> What this task involves: Note each line of the listing that contains the string "optimization", and copy it.

> Data for this task:
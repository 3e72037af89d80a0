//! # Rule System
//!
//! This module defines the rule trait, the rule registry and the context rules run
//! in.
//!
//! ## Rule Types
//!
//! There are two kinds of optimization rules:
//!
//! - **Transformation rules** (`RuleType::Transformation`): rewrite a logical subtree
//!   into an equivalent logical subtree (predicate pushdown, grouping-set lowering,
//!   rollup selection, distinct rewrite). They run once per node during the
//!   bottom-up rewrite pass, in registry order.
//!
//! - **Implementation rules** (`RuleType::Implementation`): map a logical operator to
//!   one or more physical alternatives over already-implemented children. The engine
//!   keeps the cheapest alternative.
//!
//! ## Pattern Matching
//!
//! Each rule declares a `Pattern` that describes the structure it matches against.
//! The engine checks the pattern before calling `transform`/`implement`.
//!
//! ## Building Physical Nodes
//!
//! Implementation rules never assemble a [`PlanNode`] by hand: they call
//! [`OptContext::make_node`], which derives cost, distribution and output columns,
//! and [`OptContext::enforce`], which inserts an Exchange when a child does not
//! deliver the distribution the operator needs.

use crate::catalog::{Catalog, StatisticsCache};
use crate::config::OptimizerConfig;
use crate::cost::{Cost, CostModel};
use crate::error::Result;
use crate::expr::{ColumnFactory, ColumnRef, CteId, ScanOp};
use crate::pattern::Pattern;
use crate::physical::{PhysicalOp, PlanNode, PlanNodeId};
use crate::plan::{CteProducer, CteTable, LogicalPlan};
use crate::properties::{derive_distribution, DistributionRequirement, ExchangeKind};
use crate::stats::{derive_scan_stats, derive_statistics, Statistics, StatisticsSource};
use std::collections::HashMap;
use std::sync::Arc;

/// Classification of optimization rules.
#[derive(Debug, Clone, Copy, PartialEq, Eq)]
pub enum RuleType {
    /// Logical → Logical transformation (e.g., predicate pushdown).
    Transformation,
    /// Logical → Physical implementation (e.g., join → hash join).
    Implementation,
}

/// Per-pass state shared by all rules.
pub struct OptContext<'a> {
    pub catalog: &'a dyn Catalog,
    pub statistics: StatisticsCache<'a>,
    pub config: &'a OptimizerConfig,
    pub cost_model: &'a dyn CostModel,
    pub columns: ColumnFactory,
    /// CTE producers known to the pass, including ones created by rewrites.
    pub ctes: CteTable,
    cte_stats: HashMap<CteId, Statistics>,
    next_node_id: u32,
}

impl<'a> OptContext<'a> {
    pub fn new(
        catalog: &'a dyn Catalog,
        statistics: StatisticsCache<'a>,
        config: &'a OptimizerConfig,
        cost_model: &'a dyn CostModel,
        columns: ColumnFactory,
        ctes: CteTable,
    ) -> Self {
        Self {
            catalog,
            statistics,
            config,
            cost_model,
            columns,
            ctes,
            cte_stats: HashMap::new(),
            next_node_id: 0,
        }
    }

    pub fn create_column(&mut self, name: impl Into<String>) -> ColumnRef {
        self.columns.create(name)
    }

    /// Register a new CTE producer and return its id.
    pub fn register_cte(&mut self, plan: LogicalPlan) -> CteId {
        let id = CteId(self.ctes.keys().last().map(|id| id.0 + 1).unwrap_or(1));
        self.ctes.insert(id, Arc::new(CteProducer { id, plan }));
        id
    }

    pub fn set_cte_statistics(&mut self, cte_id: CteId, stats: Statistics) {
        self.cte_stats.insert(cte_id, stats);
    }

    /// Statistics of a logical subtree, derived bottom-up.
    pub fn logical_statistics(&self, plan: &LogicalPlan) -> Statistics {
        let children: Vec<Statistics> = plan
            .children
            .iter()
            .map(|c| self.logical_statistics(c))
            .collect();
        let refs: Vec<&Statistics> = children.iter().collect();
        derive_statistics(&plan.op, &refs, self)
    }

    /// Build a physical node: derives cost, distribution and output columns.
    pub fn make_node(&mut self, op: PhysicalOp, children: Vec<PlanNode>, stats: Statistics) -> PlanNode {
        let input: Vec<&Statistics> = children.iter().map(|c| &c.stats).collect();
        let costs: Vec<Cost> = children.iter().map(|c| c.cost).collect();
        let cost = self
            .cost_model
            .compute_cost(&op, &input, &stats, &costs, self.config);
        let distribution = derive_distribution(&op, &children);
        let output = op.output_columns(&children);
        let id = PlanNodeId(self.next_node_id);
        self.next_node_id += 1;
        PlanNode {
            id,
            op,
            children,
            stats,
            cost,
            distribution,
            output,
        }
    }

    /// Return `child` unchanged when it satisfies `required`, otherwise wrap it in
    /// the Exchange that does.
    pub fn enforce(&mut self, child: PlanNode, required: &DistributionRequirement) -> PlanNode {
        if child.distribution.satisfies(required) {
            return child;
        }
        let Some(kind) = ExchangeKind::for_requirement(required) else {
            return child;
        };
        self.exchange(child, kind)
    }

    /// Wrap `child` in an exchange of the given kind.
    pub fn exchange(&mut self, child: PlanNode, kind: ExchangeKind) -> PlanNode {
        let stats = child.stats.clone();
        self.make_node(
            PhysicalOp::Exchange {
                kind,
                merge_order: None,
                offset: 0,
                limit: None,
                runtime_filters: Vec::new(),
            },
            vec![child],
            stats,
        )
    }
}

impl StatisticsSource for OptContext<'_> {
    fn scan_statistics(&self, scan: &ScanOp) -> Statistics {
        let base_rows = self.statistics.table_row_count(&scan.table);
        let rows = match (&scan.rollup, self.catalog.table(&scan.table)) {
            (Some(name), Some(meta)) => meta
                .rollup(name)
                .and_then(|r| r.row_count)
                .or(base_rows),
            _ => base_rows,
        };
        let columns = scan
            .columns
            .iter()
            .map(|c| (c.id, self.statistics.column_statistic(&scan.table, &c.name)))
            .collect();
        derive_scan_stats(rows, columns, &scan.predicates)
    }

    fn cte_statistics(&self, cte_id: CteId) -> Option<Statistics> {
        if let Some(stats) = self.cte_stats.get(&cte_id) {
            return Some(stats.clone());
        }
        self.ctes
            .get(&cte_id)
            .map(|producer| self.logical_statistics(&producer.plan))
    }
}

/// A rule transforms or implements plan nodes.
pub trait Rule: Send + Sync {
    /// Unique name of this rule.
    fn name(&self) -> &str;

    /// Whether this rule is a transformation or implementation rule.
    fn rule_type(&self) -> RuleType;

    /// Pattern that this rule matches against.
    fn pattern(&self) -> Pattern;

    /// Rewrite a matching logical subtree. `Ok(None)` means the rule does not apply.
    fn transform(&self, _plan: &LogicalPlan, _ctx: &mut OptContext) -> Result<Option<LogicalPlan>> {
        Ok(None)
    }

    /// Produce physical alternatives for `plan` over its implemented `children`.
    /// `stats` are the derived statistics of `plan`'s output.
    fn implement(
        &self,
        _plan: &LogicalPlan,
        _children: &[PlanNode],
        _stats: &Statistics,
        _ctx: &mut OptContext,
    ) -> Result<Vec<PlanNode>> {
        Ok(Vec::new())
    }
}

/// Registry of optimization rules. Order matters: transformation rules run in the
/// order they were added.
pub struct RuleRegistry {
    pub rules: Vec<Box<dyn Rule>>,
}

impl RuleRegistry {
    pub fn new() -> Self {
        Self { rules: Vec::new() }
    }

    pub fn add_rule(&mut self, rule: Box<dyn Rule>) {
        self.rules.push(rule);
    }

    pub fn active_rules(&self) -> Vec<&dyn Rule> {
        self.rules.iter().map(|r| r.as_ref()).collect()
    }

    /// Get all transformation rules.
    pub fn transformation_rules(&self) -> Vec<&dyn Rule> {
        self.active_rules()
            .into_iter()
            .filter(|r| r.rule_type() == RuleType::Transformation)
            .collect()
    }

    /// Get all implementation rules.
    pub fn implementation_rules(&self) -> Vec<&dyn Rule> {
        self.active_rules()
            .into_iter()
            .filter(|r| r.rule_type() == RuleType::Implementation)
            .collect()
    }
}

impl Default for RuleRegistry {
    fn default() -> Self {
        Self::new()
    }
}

> Answer:
//! There are two kinds of optimization rules:
/// Classification of optimization rules.
/// Registry of optimization rules. Order matters: transformation rules run in the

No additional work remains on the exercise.